Certifications for "Troublemaker"
| Region | Certification | Certified units/sales |
| United States (RIAA) | Gold | 500,000^{‡} |
^{‡} Sales+streaming figures based on certification alone.

==Covers==
- Actor Michael Cera's band The Long Goodbye has covered the song.
- Manchester Orchestra recorded a cover of it for their podcast series.
- Chilean band Los Miserables in their album "Date Cuenta" made a cover called "Chow Chow Sen" inspired by the song El Scorcho.
- The Stereo also covered the song on the Weezer tribute album Rock Music: A Tribute to Weezer.

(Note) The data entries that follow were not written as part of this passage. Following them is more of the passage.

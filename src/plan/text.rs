use std::sync::LazyLock;

use regex::Regex;

use crate::resource::{
    Action, PlanSummary, ResourceCollection, is_nested_attribute, normalize_identifier,
};

#[derive(Debug, Clone, Copy, PartialEq, Eq)]
enum LineKind {
    Single(Action),
    Replacement,
}

/// Where a matched identifier came from on the line.
#[derive(Debug, Clone, Copy, PartialEq, Eq)]
enum LineSource {
    /// `# <address> will be ...` comment header carrying the full address.
    Header,
    /// `+ resource "T" "N" {` body opening; module path and index are lost.
    ResourceBlock,
    Other,
}

struct LinePattern {
    regex: Regex,
    kind: LineKind,
    source: LineSource,
}

fn pattern(re: &str, kind: LineKind, source: LineSource) -> LinePattern {
    LinePattern {
        regex: Regex::new(re).expect("invalid plan line regex"),
        kind,
        source,
    }
}

/// Checked in order; the first match wins. Comment headers come first since
/// the bare `will be ...` forms would otherwise capture the leading `#`.
static LINE_PATTERNS: LazyLock<Vec<LinePattern>> = LazyLock::new(|| {
    use LineKind::{Replacement, Single};
    use LineSource::{Header, Other, ResourceBlock};

    vec![
        pattern(r"^\s*#\s+(.+?)\s+will\s+be\s+created", Single(Action::Create), Header),
        pattern(
            r"^\s*#\s+(.+?)\s+will\s+be\s+updated\s+in-place",
            Single(Action::Update),
            Header,
        ),
        pattern(r"^\s*#\s+(.+?)\s+will\s+be\s+destroyed", Single(Action::Destroy), Header),
        pattern(r"^\s*#\s+(.+?)\s+must\s+be\s+replaced", Replacement, Header),
        pattern(
            r#"^\s*\+\s+(resource\s+"[^"]+"\s+"[^"]+")\s*\{"#,
            Single(Action::Create),
            ResourceBlock,
        ),
        pattern(
            r#"^\s*~\s+(resource\s+"[^"]+"\s+"[^"]+")\s*\{"#,
            Single(Action::Update),
            ResourceBlock,
        ),
        pattern(
            r#"^\s*-\s+(resource\s+"[^"]+"\s+"[^"]+")\s*\{"#,
            Single(Action::Destroy),
            ResourceBlock,
        ),
        pattern(r"^\s*\+\s+(.+?)\s+\{", Single(Action::Create), Other),
        pattern(r"^\s*~\s+(.+?)\s+\{", Single(Action::Update), Other),
        pattern(r"^\s*-\s+(.+?)\s+\{", Single(Action::Destroy), Other),
        pattern(r"^(.+?)\s+will\s+be\s+created", Single(Action::Create), Other),
        pattern(r"^(.+?)\s+will\s+be\s+updated\s+in-place", Single(Action::Update), Other),
        pattern(r"^(.+?)\s+will\s+be\s+destroyed", Single(Action::Destroy), Other),
        pattern(r"^(.+?)\s+must\s+be\s+replaced", Replacement, Other),
    ]
});

static PLAN_SUMMARY: LazyLock<Regex> = LazyLock::new(|| {
    Regex::new(r"Plan:\s+(\d+)\s+to\s+add,\s+(\d+)\s+to\s+change,\s+(\d+)\s+to\s+destroy")
        .expect("invalid plan summary regex")
});

static DATA_SOURCE: LazyLock<Regex> =
    LazyLock::new(|| Regex::new(r"^\s*(?:#|<=)?\s*data[\s.]").expect("invalid data source regex"));

static BLOCK_OPENING: LazyLock<Regex> = LazyLock::new(|| {
    Regex::new(r"^\s*(?:[+~-]\s+)?([a-z_]+)\s*(?:=\s*)?[{(\[]").expect("invalid block opening regex")
});

/// Parses human-readable `terraform plan` output line by line.
///
/// Unrecognized lines are ignored; this never fails once the text is in
/// memory.
pub fn parse_text(input: &str) -> ResourceCollection {
    let mut collection = ResourceCollection::new();
    let mut last_header: Option<String> = None;

    for line in input.lines() {
        if let Some(summary) = parse_summary_line(line) {
            tracing::debug!(%summary, "plan summary line");
            collection.set_summary(summary);
            continue;
        }

        if DATA_SOURCE.is_match(line) || is_non_resource_block(line) {
            continue;
        }

        let Some((kind, source, identifier)) = match_line(line) else {
            continue;
        };

        if is_nested_attribute(&identifier) {
            tracing::trace!(%identifier, "skipping nested block");
            continue;
        }

        match source {
            LineSource::Header => last_header = Some(identifier.clone()),
            LineSource::ResourceBlock => {
                let recorded = last_header
                    .take()
                    .is_some_and(|header| block_belongs_to_header(&identifier, &header));
                if recorded {
                    tracing::trace!(%identifier, "resource body already recorded");
                    continue;
                }
            }
            LineSource::Other => {}
        }

        tracing::debug!(%identifier, ?kind, "plan line matched");
        match kind {
            LineKind::Single(action) => collection.add(action, &identifier),
            LineKind::Replacement => collection.add_replacement(&identifier),
        }
    }

    collection
}

fn match_line(line: &str) -> Option<(LineKind, LineSource, String)> {
    LINE_PATTERNS.iter().find_map(|p| {
        p.regex
            .captures(line)
            .map(|caps| (p.kind, p.source, normalize_identifier(&caps[1])))
    })
}

/// `aws_vpc.main` opens the body of `module.network.aws_vpc.main`, and
/// `aws_instance.web` the body of `aws_instance.web[0]`.
fn block_belongs_to_header(block: &str, header: &str) -> bool {
    let base = header
        .strip_suffix(']')
        .and_then(|rest| rest.rsplit_once('['))
        .map_or(header, |(base, _)| base);
    base == block
        || base
            .strip_suffix(block)
            .is_some_and(|prefix| prefix.ends_with('.'))
}

fn parse_summary_line(line: &str) -> Option<PlanSummary> {
    let caps = PLAN_SUMMARY.captures(line)?;

    Some(PlanSummary {
        adds: caps[1].parse().ok()?,
        changes: caps[2].parse().ok()?,
        destroys: caps[3].parse().ok()?,
    })
}

/// Lines such as `+ tags = {`, `~ rule {` or `statement (` open nested
/// blocks inside a resource body.
fn is_non_resource_block(line: &str) -> bool {
    BLOCK_OPENING
        .captures(line)
        .is_some_and(|caps| &caps[1] != "resource")
}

- Mashup artists The Hood Internet paired the song with Drake's single "Best I Ever Had" to create the mashup entitled "El Besto I Ever Had".

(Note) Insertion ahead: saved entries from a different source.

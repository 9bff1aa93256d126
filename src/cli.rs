mod args;

pub use args::Cli;

use std::fs::File;
use std::io::{self, BufWriter, Write};
use std::path::PathBuf;

use terraform_plan_filter::output::{self, OutputFormat, RenderOptions};
use terraform_plan_filter::plan::{self, InputFormat};
use terraform_plan_filter::FilterError;

/// Everything a run needs, resolved from flags and environment.
#[derive(Debug, Clone, PartialEq, Eq)]
pub struct RunConfig {
    pub plan: Option<PathBuf>,
    pub output: Option<PathBuf>,
    pub input_format: InputFormat,
    pub output_format: OutputFormat,
    pub use_colors: bool,
    pub verbose: bool,
}

impl RunConfig {
    pub fn from_cli(cli: Cli) -> Self {
        Self::resolve(cli, |key| std::env::var(key).ok())
    }

    fn resolve(cli: Cli, env: impl Fn(&str) -> Option<String>) -> Self {
        let output_format = if cli.json {
            OutputFormat::Json
        } else if cli.html {
            OutputFormat::Html
        } else {
            OutputFormat::Text
        };

        let input_format = if cli.text {
            InputFormat::Text
        } else {
            InputFormat::Json
        };

        Self {
            plan: cli.plan,
            output: cli.output,
            input_format,
            output_format,
            use_colors: !cli.no_color && colors_allowed(env),
            verbose: cli.verbose,
        }
    }
}

/// `NO_COLOR` with any non-empty value, or `TERM=dumb`, turns colors off.
fn colors_allowed(env: impl Fn(&str) -> Option<String>) -> bool {
    let no_color = env("NO_COLOR").is_some_and(|v| !v.is_empty());
    let dumb_term = env("TERM").is_some_and(|v| v == "dumb");
    !(no_color || dumb_term)
}

pub fn run(config: &RunConfig) -> Result<(), FilterError> {
    let collection = match &config.plan {
        Some(path) => {
            if !path.exists() {
                return Err(FilterError::PlanNotFound(path.clone()));
            }
            tracing::debug!(path = %path.display(), "reading plan file");
            plan::parse(File::open(path)?, config.input_format)?
        }
        None => {
            tracing::debug!("reading plan from stdin");
            plan::parse(io::stdin().lock(), config.input_format)?
        }
    };

    let options = RenderOptions::new(config.use_colors);
    let rendered = output::render(&collection, config.output_format, &options)?;

    match &config.output {
        Some(path) => {
            let mut writer = BufWriter::new(File::create(path)?);
            writer.write_all(rendered.as_bytes())?;
            writer.flush()?;
            tracing::info!(path = %path.display(), "report written");
        }
        None => {
            let mut stdout = io::stdout().lock();
            stdout.write_all(rendered.as_bytes())?;
            stdout.flush()?;
        }
    }

    if config.verbose {
        eprintln!("{}", output::render_debug(&collection));
    }

    Ok(())
}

- The band Brand New covered this song in Philadelphia, PA in July 2009.
- Punk/indie rock band Titus Andronicus have covered the song multiple times on tour; the band included one of these live covers on their mixtape, Titus Andronicus LLC Mixtape Vol 1.
- Dashboard Confessional covered this song for their album The Wire Tapes Vol. 1.
- Deftones have also covered this song in live performances.
- Wakey Wakey covered this song for a Pinkerton tribute album.
- Allo Darlin' refer to the song and sample the lyrics from its chorus in their song "Kiss Your Lips".